UNLESS YOU were paying very close attention, you may have missed the fact Arsenal manager Arsene Wenger has announced he will step down at the end of the season.
This news generated very little coverage. However, what it did receive tended to focus on the fact that when Wenger arrived at Arsenal – way back in the previous century – the reaction from everybody was “Arsene who?”.
Who? Is a question being asked in rugby league circles following revelations Simon Woolford is set to be named as Huddersfield Giants’ next coach.
That’s a bit harsh on somebody who made more than 250 appearances as a player in the NRL, but in coaching terms, a big name he is not.
If it is confirmed – the Yorkshire Evening Post understands Woolford has been offered the job after David Kidwell was also interviewed – the appointment will raise some worrying questions about the future for up-and-coming British coaches.
That is not a personal slight on Woolford, who may turn out to be a quality coach.
What future is there for the likes of Willie Poching (who has been here long enough to qualify as British), Francis Cummins, Danny Orr, Ryan Sheridan or any of the other home-based assistants who are currently doing a good job in the top flight?Peter Smith
He had some success with Queanbeyan Blues in the Canberra Rugby League and is now in charge of Newcastle Knights’ New South Wales Cup team, who were bottom of the table at the time of writing.
At Newcastle he works alongside former Giants boss Nathan Brown, who is understood to rate him highly.
Brown knows Betfred Super League – having also coached St Helens – and is aware of what is needed to bring success to Huddersfield.
Good luck to Woolford, but it is the implications of his predicted appointment that are disappointing. Woolford has the advantage of an Aussie accent and that is regarded by some in the sport as a qualification.
He may have plans which will turn Giants’ flagging fortunes around and they are entitled to appoint whomever they think is best for their club, but it is a worrying trend.
British-based assistant-coaches sometimes step up to the head role. Hull’s Lee Radford is a good example of someone who served an apprenticeship as an assistant and then got the big job.
But when was the last time a Super League club took a chance on an assistant-coach from a rival outfit?
Brian McDermott was assistant to Tony Smith at Leeds Rhinos when he got the Harlequins role in 2006, but it rarely happens.
Of course it would be a gamble to appoint somebody who is untested at the top level, but clubs are prepared to take a chance on Aussies with no senior experience as a top-level head coach, so why not British assistants?
What future is there for the likes of Willie Poching (who has been here long enough to qualify as British), Francis Cummins, Danny Orr, Ryan Sheridan or any of the other home-based assistants who are currently doing a good job in the top flight? Castleford Tigers may well look to either Orr or Sheridan when Daryl Powell eventually moves on, but he is likely to be there in the long-term and, at some stage, his deputies may want to test themselves at the top level.
They might get a go in the Championship. It has worked for Matt Diskin at Batley Bulldogs. He joined them at a difficult time, after the best season in their recent history and it took about half a season for him to get his ideas across, but since then Batley have done well on very limited resources.
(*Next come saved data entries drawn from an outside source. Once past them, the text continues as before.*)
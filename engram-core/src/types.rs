//! Domain entities persisted and exchanged by the engine.

use std::collections::BTreeMap;

use blake2::digest::consts::U8;
use blake2::{Blake2b, Digest};
use chrono::{DateTime, Utc};
use serde::{Deserialize, Serialize};

/// BLAKE2b configured for a 64-bit digest.
type Blake2b64 = Blake2b<U8>;

/// Unique identifier for domain entities.
///
/// Chat-record ids come from the store's monotonic sequence; concept ids are
/// derived from content via [`Id::from_content`]. Id 0 is reserved and never
/// assigned to a live record.
#[derive(
    Debug, Clone, Copy, PartialEq, Eq, PartialOrd, Ord, Hash, Default, Serialize, Deserialize,
)]
pub struct Id(pub u64);

impl Id {
    /// The reserved zero id, used to mark "not yet assigned".
    pub const ZERO: Id = Id(0);

    /// Derive a deterministic id from text content using BLAKE2b-64.
    ///
    /// Identical content always produces an identical id, which is what makes
    /// concept ids content-addressed.
    pub fn from_content(text: &str) -> Self {
        let digest = Blake2b64::digest(text.as_bytes());
        Id(u64::from_le_bytes(digest.into()))
    }

    /// Whether this is the reserved zero id.
    pub fn is_zero(self) -> bool {
        self.0 == 0
    }
}

impl std::fmt::Display for Id {
    fn fmt(&self, f: &mut std::fmt::Formatter<'_>) -> std::fmt::Result {
        write!(f, "{}", self.0)
    }
}

impl From<u64> for Id {
    fn from(value: u64) -> Self {
        Id(value)
    }
}

/// The source of a chat message.
#[derive(Debug, Clone, Copy, PartialEq, Eq, Serialize, Deserialize)]
pub enum Speaker {
    /// A human user.
    Human,
    /// An AI assistant.
    Ai,
}

impl Speaker {
    /// The byte this speaker is persisted as.
    pub const fn wire(self) -> u8 {
        match self {
            Speaker::Human => 1,
            Speaker::Ai => 2,
        }
    }

    /// Decode a persisted speaker byte. Any value other than the two known
    /// cases is rejected.
    pub fn from_wire(value: u8) -> Option<Speaker> {
        match value {
            1 => Some(Speaker::Human),
            2 => Some(Speaker::Ai),
            _ => None,
        }
    }
}

/// A single message in a conversation.
///
/// Records are created by ingestion and enriched asynchronously: the
/// embedding processor fills `vector`, the concept processor fills
/// `concepts`. Both fields stay empty until their processor has run.
#[derive(Debug, Clone, PartialEq, Serialize, Deserialize)]
pub struct ChatRecord {
    pub id: Id,
    pub speaker: Speaker,
    pub contents: String,
    /// When the message was originally sent.
    pub timestamp: DateTime<Utc>,
    /// When the record was inserted into the database.
    pub inserted_at: DateTime<Utc>,
    /// When the record was last updated.
    pub updated_at: DateTime<Utc>,
    /// Concepts extracted from the message, in extractor order.
    pub concepts: Vec<ConceptRef>,
    /// Embedding vector for semantic search.
    pub vector: Vec<f32>,
    /// Optional metadata (e.g. "role", "provider", "model").
    pub metadata: BTreeMap<String, String>,
}

impl ChatRecord {
    /// Build an unenriched record ready for ingestion. The insertion
    /// timestamps are placeholders; the chat store stamps them on add.
    pub fn new(speaker: Speaker, contents: impl Into<String>, timestamp: DateTime<Utc>) -> Self {
        ChatRecord {
            id: Id::ZERO,
            speaker,
            contents: contents.into(),
            timestamp,
            inserted_at: timestamp,
            updated_at: timestamp,
            concepts: Vec::new(),
            vector: Vec::new(),
            metadata: BTreeMap::new(),
        }
    }
}

/// A domain concept extracted from one or more chat messages.
#[derive(Debug, Clone, PartialEq, Serialize, Deserialize)]
pub struct Concept {
    pub id: Id,
    pub name: String,
    #[serde(rename = "type")]
    pub concept_type: String,
    /// Embedding vector for the concept tuple.
    pub vector: Vec<f32>,
    pub inserted_at: DateTime<Utc>,
    pub updated_at: DateTime<Utc>,
}

impl Concept {
    /// Build a concept with a content-derived id.
    pub fn new(
        name: impl Into<String>,
        concept_type: impl Into<String>,
        vector: Vec<f32>,
        now: DateTime<Utc>,
    ) -> Self {
        let name = name.into();
        let concept_type = concept_type.into();
        let id = Id::from_content(&concept_tuple(&concept_type, &name));
        Concept {
            id,
            name,
            concept_type,
            vector,
            inserted_at: now,
            updated_at: now,
        }
    }

    /// String form "(type,name)" used for content-derived ids and for
    /// embedding the concept itself.
    pub fn tuple(&self) -> String {
        concept_tuple(&self.concept_type, &self.name)
    }
}

/// Canonical tuple representation shared by every site that derives a
/// concept id.
pub fn concept_tuple(concept_type: &str, name: &str) -> String {
    format!("({concept_type},{name})")
}

/// A reference from a chat record to a concept, with the importance the
/// extractor assigned in that record's context.
#[derive(Debug, Clone, Copy, PartialEq, Eq, Serialize, Deserialize)]
pub struct ConceptRef {
    pub concept_id: Id,
    /// Importance score from 1 to 10.
    pub importance: u8,
}

/// How far an enrichment processor has advanced, persisted for recovery.
#[derive(Debug, Clone, PartialEq, Serialize, Deserialize)]
pub struct Checkpoint {
    /// Processor identifier (e.g. "embedding", "concept").
    pub processor_type: String,
    /// Highest successfully processed record id.
    pub last_id: Id,
    /// When the checkpoint was last saved.
    pub updated_at: DateTime<Utc>,
}

/// A search hit: the full record plus its relevance score.
#[derive(Debug, Clone, PartialEq)]
pub struct SearchResult {
    pub record: ChatRecord,
    pub score: f32,
}

#[cfg(test)]
#[allow(clippy::unwrap_used, clippy::expect_used)]
mod tests {
    use super::*;

    #[test]
    fn test_id_from_content_deterministic() {
        let a = Id::from_content("(person,alice)");
        let b = Id::from_content("(person,alice)");
        assert_eq!(a, b);
        assert!(!a.is_zero());
    }

    #[test]
    fn test_id_from_content_distinguishes_tuples() {
        // Same characters, different split between type and name.
        let a = Id::from_content("(place,paris)");
        let b = Id::from_content("(placep,aris)");
        assert_ne!(a, b);
    }

    #[test]
    fn test_speaker_wire_round_trip() {
        assert_eq!(Speaker::from_wire(Speaker::Human.wire()), Some(Speaker::Human));
        assert_eq!(Speaker::from_wire(Speaker::Ai.wire()), Some(Speaker::Ai));
        assert_eq!(Speaker::from_wire(0), None);
        assert_eq!(Speaker::from_wire(3), None);
    }

    #[test]
    fn test_concept_tuple_format() {
        let concept = Concept::new("eiffel tower", "building", Vec::new(), Utc::now());
        assert_eq!(concept.tuple(), "(building,eiffel tower)");
        assert_eq!(concept.id, Id::from_content("(building,eiffel tower)"));
    }

    #[test]
    fn test_chat_record_new_is_unenriched() {
        let now = Utc::now();
        let record = ChatRecord::new(Speaker::Human, "hello", now);
        assert_eq!(record.id, Id::ZERO);
        assert!(record.concepts.is_empty());
        assert!(record.vector.is_empty());
        assert!(record.metadata.is_empty());
    }

    #[test]
    fn test_concept_serde_uses_type_field() {
        let concept = Concept::new("dog", "animal", Vec::new(), Utc::now());
        let json = serde_json::to_value(&concept).unwrap();
        assert_eq!(json["type"], "animal");
    }
}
But however well Diskin does, there’s little chance of him getting a Super League gig.
Powell is an example of a coach appointed at a Super League club after coaching in the lower division and he has been an outstanding acquisition, but it is not his first time at the elite level.
There are some good, young coaches outside Super League and they need somebody to be willing to take a chance.
John Duffy did a solid job at Swinton Lions and his part-time Featherstone Rovers side are tearing it up in the Betfred Championship. James Ford is building a big reputation in charge of League One York City Knights, and Danny Ward (London Broncos) and Richard Marshall (Halifax) are other examples.
It would be good to see some of them given an opportunity, because if they are – and prove successful – they will start a trend.